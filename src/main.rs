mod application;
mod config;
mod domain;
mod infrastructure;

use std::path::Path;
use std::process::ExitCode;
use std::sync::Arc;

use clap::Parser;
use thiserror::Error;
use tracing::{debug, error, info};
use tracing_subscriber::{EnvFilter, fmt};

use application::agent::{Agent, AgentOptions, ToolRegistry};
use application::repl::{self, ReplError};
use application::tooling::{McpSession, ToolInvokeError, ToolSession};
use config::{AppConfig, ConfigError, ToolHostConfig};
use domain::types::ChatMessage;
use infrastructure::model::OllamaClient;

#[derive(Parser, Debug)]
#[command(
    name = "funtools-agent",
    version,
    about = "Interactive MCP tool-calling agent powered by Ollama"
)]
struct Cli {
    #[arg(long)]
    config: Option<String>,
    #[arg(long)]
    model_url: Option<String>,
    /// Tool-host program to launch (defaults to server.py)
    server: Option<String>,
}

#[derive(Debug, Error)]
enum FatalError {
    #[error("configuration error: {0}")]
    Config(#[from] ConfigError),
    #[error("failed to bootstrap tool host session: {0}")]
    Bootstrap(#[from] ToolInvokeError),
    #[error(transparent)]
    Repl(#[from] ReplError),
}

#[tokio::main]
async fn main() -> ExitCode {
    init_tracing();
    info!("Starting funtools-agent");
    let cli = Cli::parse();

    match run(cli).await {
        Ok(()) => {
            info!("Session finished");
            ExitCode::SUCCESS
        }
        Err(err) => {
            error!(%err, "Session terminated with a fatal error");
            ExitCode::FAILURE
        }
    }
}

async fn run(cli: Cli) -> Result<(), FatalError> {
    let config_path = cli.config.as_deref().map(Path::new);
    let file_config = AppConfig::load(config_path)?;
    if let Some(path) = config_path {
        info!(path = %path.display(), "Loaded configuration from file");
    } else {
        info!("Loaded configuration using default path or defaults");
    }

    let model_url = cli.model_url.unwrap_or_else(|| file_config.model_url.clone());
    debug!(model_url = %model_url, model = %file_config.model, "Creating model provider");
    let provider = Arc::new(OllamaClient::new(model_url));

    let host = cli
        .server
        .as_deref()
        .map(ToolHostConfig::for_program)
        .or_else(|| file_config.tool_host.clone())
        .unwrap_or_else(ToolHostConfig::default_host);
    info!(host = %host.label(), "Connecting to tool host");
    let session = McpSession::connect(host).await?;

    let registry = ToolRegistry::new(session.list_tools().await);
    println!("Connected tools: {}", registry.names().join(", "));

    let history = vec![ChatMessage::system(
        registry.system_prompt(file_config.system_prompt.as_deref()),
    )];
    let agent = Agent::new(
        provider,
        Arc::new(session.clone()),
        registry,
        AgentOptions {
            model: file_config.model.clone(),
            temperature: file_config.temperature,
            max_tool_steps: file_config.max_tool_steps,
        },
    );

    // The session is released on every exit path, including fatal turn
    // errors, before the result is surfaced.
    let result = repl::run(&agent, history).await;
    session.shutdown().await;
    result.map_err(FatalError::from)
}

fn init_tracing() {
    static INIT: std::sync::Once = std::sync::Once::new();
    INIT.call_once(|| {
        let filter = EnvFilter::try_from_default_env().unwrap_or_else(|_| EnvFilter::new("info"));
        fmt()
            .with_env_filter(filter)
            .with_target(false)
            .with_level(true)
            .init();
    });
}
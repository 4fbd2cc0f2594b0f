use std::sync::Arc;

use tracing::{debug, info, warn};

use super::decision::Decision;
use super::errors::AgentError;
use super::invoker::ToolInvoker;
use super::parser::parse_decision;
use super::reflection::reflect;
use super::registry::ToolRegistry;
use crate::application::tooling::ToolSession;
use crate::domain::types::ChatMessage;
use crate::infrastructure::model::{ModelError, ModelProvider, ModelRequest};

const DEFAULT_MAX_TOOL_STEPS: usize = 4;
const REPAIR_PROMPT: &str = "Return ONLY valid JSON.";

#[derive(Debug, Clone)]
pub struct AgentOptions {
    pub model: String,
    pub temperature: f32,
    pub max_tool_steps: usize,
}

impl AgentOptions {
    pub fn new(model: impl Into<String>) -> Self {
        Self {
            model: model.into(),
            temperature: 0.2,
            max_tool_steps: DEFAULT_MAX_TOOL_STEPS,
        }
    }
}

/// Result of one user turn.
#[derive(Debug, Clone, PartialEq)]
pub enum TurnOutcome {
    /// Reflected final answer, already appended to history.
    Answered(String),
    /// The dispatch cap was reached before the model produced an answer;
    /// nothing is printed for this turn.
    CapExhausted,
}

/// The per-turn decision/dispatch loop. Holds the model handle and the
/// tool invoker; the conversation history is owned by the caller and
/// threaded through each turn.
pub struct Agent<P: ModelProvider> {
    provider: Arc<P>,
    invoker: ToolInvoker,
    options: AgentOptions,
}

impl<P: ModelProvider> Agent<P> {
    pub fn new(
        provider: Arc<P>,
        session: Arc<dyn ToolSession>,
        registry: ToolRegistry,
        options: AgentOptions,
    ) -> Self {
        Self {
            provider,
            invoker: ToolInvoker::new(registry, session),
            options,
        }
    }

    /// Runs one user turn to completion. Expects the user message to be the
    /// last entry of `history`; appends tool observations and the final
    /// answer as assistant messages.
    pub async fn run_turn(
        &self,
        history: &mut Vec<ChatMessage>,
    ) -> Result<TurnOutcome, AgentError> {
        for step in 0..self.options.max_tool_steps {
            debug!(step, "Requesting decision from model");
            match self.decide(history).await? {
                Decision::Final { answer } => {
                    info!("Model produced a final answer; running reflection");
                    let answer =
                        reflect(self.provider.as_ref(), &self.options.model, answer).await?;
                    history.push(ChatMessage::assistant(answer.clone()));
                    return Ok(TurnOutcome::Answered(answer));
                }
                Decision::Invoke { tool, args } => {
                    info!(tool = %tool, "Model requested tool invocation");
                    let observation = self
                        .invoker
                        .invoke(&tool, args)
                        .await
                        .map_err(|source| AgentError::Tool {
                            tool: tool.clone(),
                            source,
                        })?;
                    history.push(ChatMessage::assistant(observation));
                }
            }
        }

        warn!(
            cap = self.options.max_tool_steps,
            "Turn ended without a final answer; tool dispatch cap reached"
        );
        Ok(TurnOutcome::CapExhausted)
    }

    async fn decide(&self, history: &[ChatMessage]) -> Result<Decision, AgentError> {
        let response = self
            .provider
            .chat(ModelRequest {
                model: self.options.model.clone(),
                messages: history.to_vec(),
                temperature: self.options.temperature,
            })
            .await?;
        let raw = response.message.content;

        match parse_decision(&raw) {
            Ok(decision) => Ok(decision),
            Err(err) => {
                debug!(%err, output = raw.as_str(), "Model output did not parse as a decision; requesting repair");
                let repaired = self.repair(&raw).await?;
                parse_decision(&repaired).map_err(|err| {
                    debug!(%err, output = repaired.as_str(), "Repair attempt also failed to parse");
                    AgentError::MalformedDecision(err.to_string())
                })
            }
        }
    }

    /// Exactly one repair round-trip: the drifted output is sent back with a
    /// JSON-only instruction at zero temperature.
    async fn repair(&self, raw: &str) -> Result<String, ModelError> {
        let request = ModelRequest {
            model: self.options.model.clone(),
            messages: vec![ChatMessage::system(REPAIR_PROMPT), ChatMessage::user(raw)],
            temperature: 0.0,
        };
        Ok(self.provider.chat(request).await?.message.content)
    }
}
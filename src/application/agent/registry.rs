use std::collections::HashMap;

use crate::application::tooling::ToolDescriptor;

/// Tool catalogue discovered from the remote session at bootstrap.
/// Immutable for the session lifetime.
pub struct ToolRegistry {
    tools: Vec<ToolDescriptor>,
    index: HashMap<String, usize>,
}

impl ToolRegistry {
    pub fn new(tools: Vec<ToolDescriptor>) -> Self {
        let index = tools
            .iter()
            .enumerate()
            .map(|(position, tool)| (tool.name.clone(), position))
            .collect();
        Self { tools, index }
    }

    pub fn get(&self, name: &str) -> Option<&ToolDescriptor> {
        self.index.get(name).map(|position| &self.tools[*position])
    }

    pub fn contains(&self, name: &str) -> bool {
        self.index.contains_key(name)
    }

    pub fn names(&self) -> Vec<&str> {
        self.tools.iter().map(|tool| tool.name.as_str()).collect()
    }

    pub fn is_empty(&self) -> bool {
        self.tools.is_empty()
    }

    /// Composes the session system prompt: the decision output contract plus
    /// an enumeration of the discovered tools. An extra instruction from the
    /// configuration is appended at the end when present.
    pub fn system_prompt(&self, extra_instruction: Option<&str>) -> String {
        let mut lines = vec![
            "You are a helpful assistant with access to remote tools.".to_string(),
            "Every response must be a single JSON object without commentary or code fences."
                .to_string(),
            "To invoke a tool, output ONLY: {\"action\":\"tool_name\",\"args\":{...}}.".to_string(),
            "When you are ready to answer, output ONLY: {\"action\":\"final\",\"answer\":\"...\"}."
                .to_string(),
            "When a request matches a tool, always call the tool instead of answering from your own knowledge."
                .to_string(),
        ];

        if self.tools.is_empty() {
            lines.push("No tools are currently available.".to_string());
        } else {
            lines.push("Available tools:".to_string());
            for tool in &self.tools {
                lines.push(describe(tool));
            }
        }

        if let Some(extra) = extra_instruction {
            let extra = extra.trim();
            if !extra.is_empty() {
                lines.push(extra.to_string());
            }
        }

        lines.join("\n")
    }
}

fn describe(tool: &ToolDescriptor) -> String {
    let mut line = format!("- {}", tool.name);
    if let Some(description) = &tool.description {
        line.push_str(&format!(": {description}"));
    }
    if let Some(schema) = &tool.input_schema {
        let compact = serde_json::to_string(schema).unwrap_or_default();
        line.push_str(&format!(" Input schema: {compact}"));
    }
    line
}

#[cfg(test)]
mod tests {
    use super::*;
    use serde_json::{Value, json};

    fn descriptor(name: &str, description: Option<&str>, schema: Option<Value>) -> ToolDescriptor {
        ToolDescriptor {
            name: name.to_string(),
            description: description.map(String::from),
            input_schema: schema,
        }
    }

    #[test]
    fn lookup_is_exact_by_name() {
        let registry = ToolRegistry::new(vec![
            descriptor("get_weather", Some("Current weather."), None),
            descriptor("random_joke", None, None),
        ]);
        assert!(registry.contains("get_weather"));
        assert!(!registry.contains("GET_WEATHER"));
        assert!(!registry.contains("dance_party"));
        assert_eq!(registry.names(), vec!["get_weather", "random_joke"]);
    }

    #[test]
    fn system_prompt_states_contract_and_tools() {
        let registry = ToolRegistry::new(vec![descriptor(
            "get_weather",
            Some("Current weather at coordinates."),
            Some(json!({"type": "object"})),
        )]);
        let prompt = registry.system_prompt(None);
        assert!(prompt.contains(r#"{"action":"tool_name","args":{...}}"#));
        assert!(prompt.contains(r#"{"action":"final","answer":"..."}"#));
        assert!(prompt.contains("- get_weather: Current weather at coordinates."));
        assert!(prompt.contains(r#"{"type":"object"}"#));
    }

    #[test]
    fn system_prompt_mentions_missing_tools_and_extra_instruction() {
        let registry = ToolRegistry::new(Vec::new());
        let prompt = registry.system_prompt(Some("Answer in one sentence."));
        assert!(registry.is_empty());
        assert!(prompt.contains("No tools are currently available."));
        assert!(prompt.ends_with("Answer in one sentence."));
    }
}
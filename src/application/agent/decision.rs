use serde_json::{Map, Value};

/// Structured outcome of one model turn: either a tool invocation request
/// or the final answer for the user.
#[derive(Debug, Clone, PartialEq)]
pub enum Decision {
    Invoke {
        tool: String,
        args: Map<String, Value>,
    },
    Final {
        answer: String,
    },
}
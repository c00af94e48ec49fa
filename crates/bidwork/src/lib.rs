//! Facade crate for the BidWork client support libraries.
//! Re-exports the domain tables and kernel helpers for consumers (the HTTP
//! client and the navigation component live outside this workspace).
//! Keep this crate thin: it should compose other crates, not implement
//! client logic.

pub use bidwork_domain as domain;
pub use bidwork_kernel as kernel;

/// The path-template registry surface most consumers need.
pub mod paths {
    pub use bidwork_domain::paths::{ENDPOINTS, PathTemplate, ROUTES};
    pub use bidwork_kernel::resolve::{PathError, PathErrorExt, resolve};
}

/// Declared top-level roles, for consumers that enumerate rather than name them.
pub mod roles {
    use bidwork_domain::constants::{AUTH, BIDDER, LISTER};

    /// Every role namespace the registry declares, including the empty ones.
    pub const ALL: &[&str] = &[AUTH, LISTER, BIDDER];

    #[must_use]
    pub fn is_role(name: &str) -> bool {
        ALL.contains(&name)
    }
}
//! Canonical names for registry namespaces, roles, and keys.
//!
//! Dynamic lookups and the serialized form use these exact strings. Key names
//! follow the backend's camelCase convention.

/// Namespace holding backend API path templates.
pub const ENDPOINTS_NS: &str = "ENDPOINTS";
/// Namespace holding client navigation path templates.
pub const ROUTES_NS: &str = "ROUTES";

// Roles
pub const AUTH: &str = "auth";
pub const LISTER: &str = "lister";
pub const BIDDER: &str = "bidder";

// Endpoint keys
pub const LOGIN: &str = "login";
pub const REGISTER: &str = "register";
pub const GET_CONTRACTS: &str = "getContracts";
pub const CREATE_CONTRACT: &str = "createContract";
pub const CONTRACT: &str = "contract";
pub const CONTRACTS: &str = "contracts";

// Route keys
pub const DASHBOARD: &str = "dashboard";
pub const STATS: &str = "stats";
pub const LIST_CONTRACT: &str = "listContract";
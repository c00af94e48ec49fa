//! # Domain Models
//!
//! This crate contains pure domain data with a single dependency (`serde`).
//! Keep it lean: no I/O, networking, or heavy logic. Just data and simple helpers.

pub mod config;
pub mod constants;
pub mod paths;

◆ **Your task**:
Go through the data above and return each line containing the string "messages".

◆ **Expected answer**:
    /// answer as assistant messages.
                messages: history.to_vec(),
            messages: vec![ChatMessage::system(REPAIR_PROMPT), ChatMessage::user(raw)],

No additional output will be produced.